Delegowanie pracowników jest ważnym elementem, który przyczynia się do gospodarczego potencjału wielu krajów członkowskich UE, pozwalając jednolitemu rynkowi działać tak, jak powinien - powiedział sekretarz stanu ds. europejskich w kancelarii premiera Republiki Czeskiej Alesz Chmelarz.
- Praga nie odchodzi od stanowiska Wyszehradzkiej Czwórki dot. pracowników delegowanych - mówi sekretarz stanu ds. europejskich w kancelarii premiera Republiki Czeskiej Alesz Chmelarz.

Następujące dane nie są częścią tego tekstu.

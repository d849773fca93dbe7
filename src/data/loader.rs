use std::collections::{HashMap, HashSet};
use std::fs::File;
use std::io::BufReader;
use std::path::{Path, PathBuf};

use serde::de::DeserializeOwned;

use super::error::{DatasetError, Result};
use super::model::{
    CalibratedSensor, Category, EgoPose, Instance, Record, Sample, SampleAnnotation, SampleData,
    Scene, Sensor,
};

// ---------------------------------------------------------------------------
// Token-indexed table
// ---------------------------------------------------------------------------

/// All rows of one JSON table, in file order, plus a token → row index.
#[derive(Debug, Clone)]
pub struct Table<T> {
    rows: Vec<T>,
    index: HashMap<String, usize>,
}

impl<T: Record> Table<T> {
    pub fn from_rows(rows: Vec<T>) -> Self {
        let index = rows
            .iter()
            .enumerate()
            .map(|(i, row)| (row.token().to_string(), i))
            .collect();
        Table { rows, index }
    }

    /// Look up a row by token.
    pub fn get(&self, token: &str) -> Result<&T> {
        self.index
            .get(token)
            .map(|&i| &self.rows[i])
            .ok_or_else(|| DatasetError::unknown(T::TABLE, token))
    }

    fn get_mut(&mut self, token: &str) -> Result<&mut T> {
        match self.index.get(token) {
            Some(&i) => Ok(&mut self.rows[i]),
            None => Err(DatasetError::unknown(T::TABLE, token)),
        }
    }

    pub fn rows(&self) -> &[T] {
        &self.rows
    }

    pub fn len(&self) -> usize {
        self.rows.len()
    }
}

impl<T: Record + DeserializeOwned> Table<T> {
    /// Read `<table_root>/<TABLE>.json`, a top-level JSON array of records.
    fn load(table_root: &Path) -> Result<Self> {
        let path = table_root.join(format!("{}.json", T::TABLE));
        let file = File::open(&path).map_err(|source| DatasetError::Io {
            path: path.clone(),
            source,
        })?;
        let rows: Vec<T> = serde_json::from_reader(BufReader::new(file))
            .map_err(|source| DatasetError::Json { path, source })?;
        Ok(Self::from_rows(rows))
    }
}

// ---------------------------------------------------------------------------
// Dataset snapshot
// ---------------------------------------------------------------------------

/// An opened, read-only dataset snapshot.
///
/// Tables live under `<dataroot>/<version>/`, sensor files are addressed
/// relative to `<dataroot>`.
#[derive(Debug, Clone)]
pub struct NuScenes {
    dataroot: PathBuf,
    version: String,
    pub scene: Table<Scene>,
    pub sample: Table<Sample>,
    pub sample_data: Table<SampleData>,
    pub calibrated_sensor: Table<CalibratedSensor>,
    pub sensor: Table<Sensor>,
    pub ego_pose: Table<EgoPose>,
    pub sample_annotation: Table<SampleAnnotation>,
    pub instance: Table<Instance>,
    pub category: Table<Category>,
}

impl NuScenes {
    /// Load every table and build the sample → data / annotation indexes.
    pub fn open(dataroot: impl Into<PathBuf>, version: &str) -> Result<Self> {
        let dataroot = dataroot.into();
        let table_root = dataroot.join(version);

        let mut nusc = NuScenes {
            scene: Table::load(&table_root)?,
            sample: Table::load(&table_root)?,
            sample_data: Table::load(&table_root)?,
            calibrated_sensor: Table::load(&table_root)?,
            sensor: Table::load(&table_root)?,
            ego_pose: Table::load(&table_root)?,
            sample_annotation: Table::load(&table_root)?,
            instance: Table::load(&table_root)?,
            category: Table::load(&table_root)?,
            dataroot,
            version: version.to_string(),
        };
        nusc.build_reverse_index()?;

        log::info!(
            "Loaded {} from {}: {} scenes, {} samples, {} sample_data, {} annotations",
            nusc.version,
            nusc.dataroot.display(),
            nusc.scene.len(),
            nusc.sample.len(),
            nusc.sample_data.len(),
            nusc.sample_annotation.len(),
        );
        Ok(nusc)
    }

    /// Fill `Sample::data`, `Sample::anns` and `SampleAnnotation::category_name`.
    fn build_reverse_index(&mut self) -> Result<()> {
        for sd in self.sample_data.rows.iter().filter(|sd| sd.is_key_frame) {
            let cs = self.calibrated_sensor.get(&sd.calibrated_sensor_token)?;
            let sensor = self.sensor.get(&cs.sensor_token)?;
            self.sample
                .get_mut(&sd.sample_token)?
                .data
                .insert(sensor.channel.clone(), sd.token.clone());
        }

        for ann in self.sample_annotation.rows.iter_mut() {
            let instance = self.instance.get(&ann.instance_token)?;
            ann.category_name = self.category.get(&instance.category_token)?.name.clone();
            self.sample
                .get_mut(&ann.sample_token)?
                .anns
                .push(ann.token.clone());
        }
        Ok(())
    }

    pub fn dataroot(&self) -> &Path {
        &self.dataroot
    }

    pub fn version(&self) -> &str {
        &self.version
    }

    /// Absolute path of a sensor file.
    pub fn file_path(&self, sd: &SampleData) -> PathBuf {
        self.dataroot.join(&sd.filename)
    }

    /// Scene by position in the scene table.
    pub fn scene_at(&self, index: usize) -> Result<&Scene> {
        self.scene
            .rows()
            .get(index)
            .ok_or(DatasetError::SceneOutOfRange {
                index,
                count: self.scene.len(),
            })
    }

    /// Ordered sample tokens of a scene, following `next` from `first_token`
    /// until a sample without successor.
    pub fn scene_samples(&self, first_token: &str) -> Result<Vec<String>> {
        let mut tokens = Vec::new();
        let mut seen = HashSet::new();
        let mut token = first_token.to_string();

        loop {
            if !seen.insert(token.clone()) {
                return Err(DatasetError::CyclicChain(token));
            }
            let sample = self.sample.get(&token)?;
            tokens.push(token);
            match sample.next_token() {
                Some(next) => token = next.to_string(),
                None => break,
            }
        }
        Ok(tokens)
    }

    /// The key-frame record a sample holds for `channel`.
    pub fn sample_data_for(&self, sample_token: &str, channel: &str) -> Result<&SampleData> {
        let sample = self.sample.get(sample_token)?;
        let sd_token = sample
            .data
            .get(channel)
            .ok_or_else(|| DatasetError::MissingChannel {
                sample: sample_token.to_string(),
                channel: channel.to_string(),
            })?;
        self.sample_data.get(sd_token)
    }

    /// Every category name, sorted.
    pub fn category_names(&self) -> Vec<String> {
        let mut names: Vec<String> = self.category.rows().iter().map(|c| c.name.clone()).collect();
        names.sort();
        names.dedup();
        names
    }
}

#[cfg(test)]
mod tests {
    use super::*;
    use crate::data::testutil::SyntheticScene;

    #[test]
    fn test_open_builds_reverse_index() {
        let dir = tempfile::tempdir().unwrap();
        let fixture = SyntheticScene::new(3).write(dir.path());
        let nusc = NuScenes::open(dir.path(), &fixture.version).unwrap();

        assert_eq!(nusc.scene.len(), 1);
        assert_eq!(nusc.sample.len(), 3);

        let first = nusc.sample.get(&fixture.sample_tokens[0]).unwrap();
        assert!(first.data.contains_key("LIDAR_TOP"));
        assert!(first.data.contains_key("CAM_FRONT"));
        assert_eq!(first.data["LIDAR_TOP"], "sd-lidar-0");
        assert_eq!(first.anns.len(), 2);

        let ann = nusc.sample_annotation.get(&first.anns[0]).unwrap();
        assert_eq!(ann.category_name, "vehicle.car");
        assert_eq!(
            nusc.category_names(),
            vec!["human.pedestrian.adult", "vehicle.car"]
        );
    }

    #[test]
    fn test_scene_samples_follows_next() {
        let dir = tempfile::tempdir().unwrap();
        let fixture = SyntheticScene::new(3).write(dir.path());
        let nusc = NuScenes::open(dir.path(), &fixture.version).unwrap();

        let scene = nusc.scene_at(0).unwrap();
        let tokens = nusc.scene_samples(&scene.first_sample_token).unwrap();
        assert_eq!(tokens, fixture.sample_tokens);

        let unique: HashSet<&String> = tokens.iter().collect();
        assert_eq!(unique.len(), tokens.len());

        let last = nusc.sample.get(tokens.last().unwrap()).unwrap();
        assert_eq!(last.next_token(), None);
    }

    #[test]
    fn test_scene_samples_single_sample() {
        let dir = tempfile::tempdir().unwrap();
        let fixture = SyntheticScene::new(1).write(dir.path());
        let nusc = NuScenes::open(dir.path(), &fixture.version).unwrap();

        let tokens = nusc.scene_samples(&fixture.sample_tokens[0]).unwrap();
        assert_eq!(tokens.len(), 1);
    }

    #[test]
    fn test_scene_samples_unknown_token() {
        let dir = tempfile::tempdir().unwrap();
        let fixture = SyntheticScene::new(2).write(dir.path());
        let nusc = NuScenes::open(dir.path(), &fixture.version).unwrap();

        let err = nusc.scene_samples("does-not-exist").unwrap_err();
        assert!(matches!(
            err,
            DatasetError::UnknownToken { table: "sample", .. }
        ));
    }

    #[test]
    fn test_scene_samples_detects_cycle() {
        let mk = |token: &str, next: &str| Sample {
            token: token.to_string(),
            next: next.to_string(),
            data: Default::default(),
            anns: Vec::new(),
        };
        let dir = tempfile::tempdir().unwrap();
        let fixture = SyntheticScene::new(1).write(dir.path());
        let mut nusc = NuScenes::open(dir.path(), &fixture.version).unwrap();
        nusc.sample = Table::from_rows(vec![mk("a", "b"), mk("b", "a")]);

        let err = nusc.scene_samples("a").unwrap_err();
        assert!(matches!(err, DatasetError::CyclicChain(ref t) if t == "a"));
    }

    #[test]
    fn test_scene_out_of_range() {
        let dir = tempfile::tempdir().unwrap();
        let fixture = SyntheticScene::new(1).write(dir.path());
        let nusc = NuScenes::open(dir.path(), &fixture.version).unwrap();

        let err = nusc.scene_at(5).unwrap_err();
        assert!(matches!(
            err,
            DatasetError::SceneOutOfRange { index: 5, count: 1 }
        ));
    }

    #[test]
    fn test_missing_channel() {
        let dir = tempfile::tempdir().unwrap();
        let fixture = SyntheticScene::new(1).write(dir.path());
        let nusc = NuScenes::open(dir.path(), &fixture.version).unwrap();

        let err = nusc
            .sample_data_for(&fixture.sample_tokens[0], "RADAR_FRONT")
            .unwrap_err();
        assert!(matches!(err, DatasetError::MissingChannel { .. }));
    }

    #[test]
    fn test_open_missing_tables() {
        let dir = tempfile::tempdir().unwrap();
        let err = NuScenes::open(dir.path(), "v1.0-mini").unwrap_err();
        assert!(matches!(err, DatasetError::Io { .. }));
    }
}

- W przypadku fiaska negocjacji może dojść do pojawienia się na poziomie państw członkowskich inicjatyw, które "odpowiadałyby na negatywne efekty dyrektywy w sposób bardzo niefortunny" i groziłyby "zakłóceniem funkcjonowania unijnego rynku" - uważa Chmelarz.
Zaznaczył jednocześnie, że celem negocjacji w tej sprawie powinno być znalezienie kompromisowego europejskiego rozwiązania, które odpowie na "problemy niepokojące część państw członkowskich". Zastrzegł zarazem, że w grę nie wchodzi taka rewizja dyrektywy, która "uniemożliwiłaby dalsze delegowanie pracowników".
Zobacz 1112 największych firm przemysłowych w Polsce (jedyny taki raport w polskim internecie)
Francja chce rozmawiać
Pod koniec sierpnia prezydent Francji Emmanuel Macron odbył serię rozmów na temat dyrektywy o pracownikach delegowanych z przedstawicielami krajów Europy Środkowo-Wschodniej, które sprzeciwiały się proponowanym przez niego zmianom w obowiązujących regulacjach. Spotkał się z szefami rządów Austrii, Czech, Słowacji, Rumunii i Bułgarii, pomijając Polskę i Węgry. Francuski prezydent relacjonował później, że w sprawie zmiany przepisów o pracownikach delegowanych ma poparcie Austrii, a Słowacja, Czechy, Rumunia i Bułgaria są gotowe do negocjacji.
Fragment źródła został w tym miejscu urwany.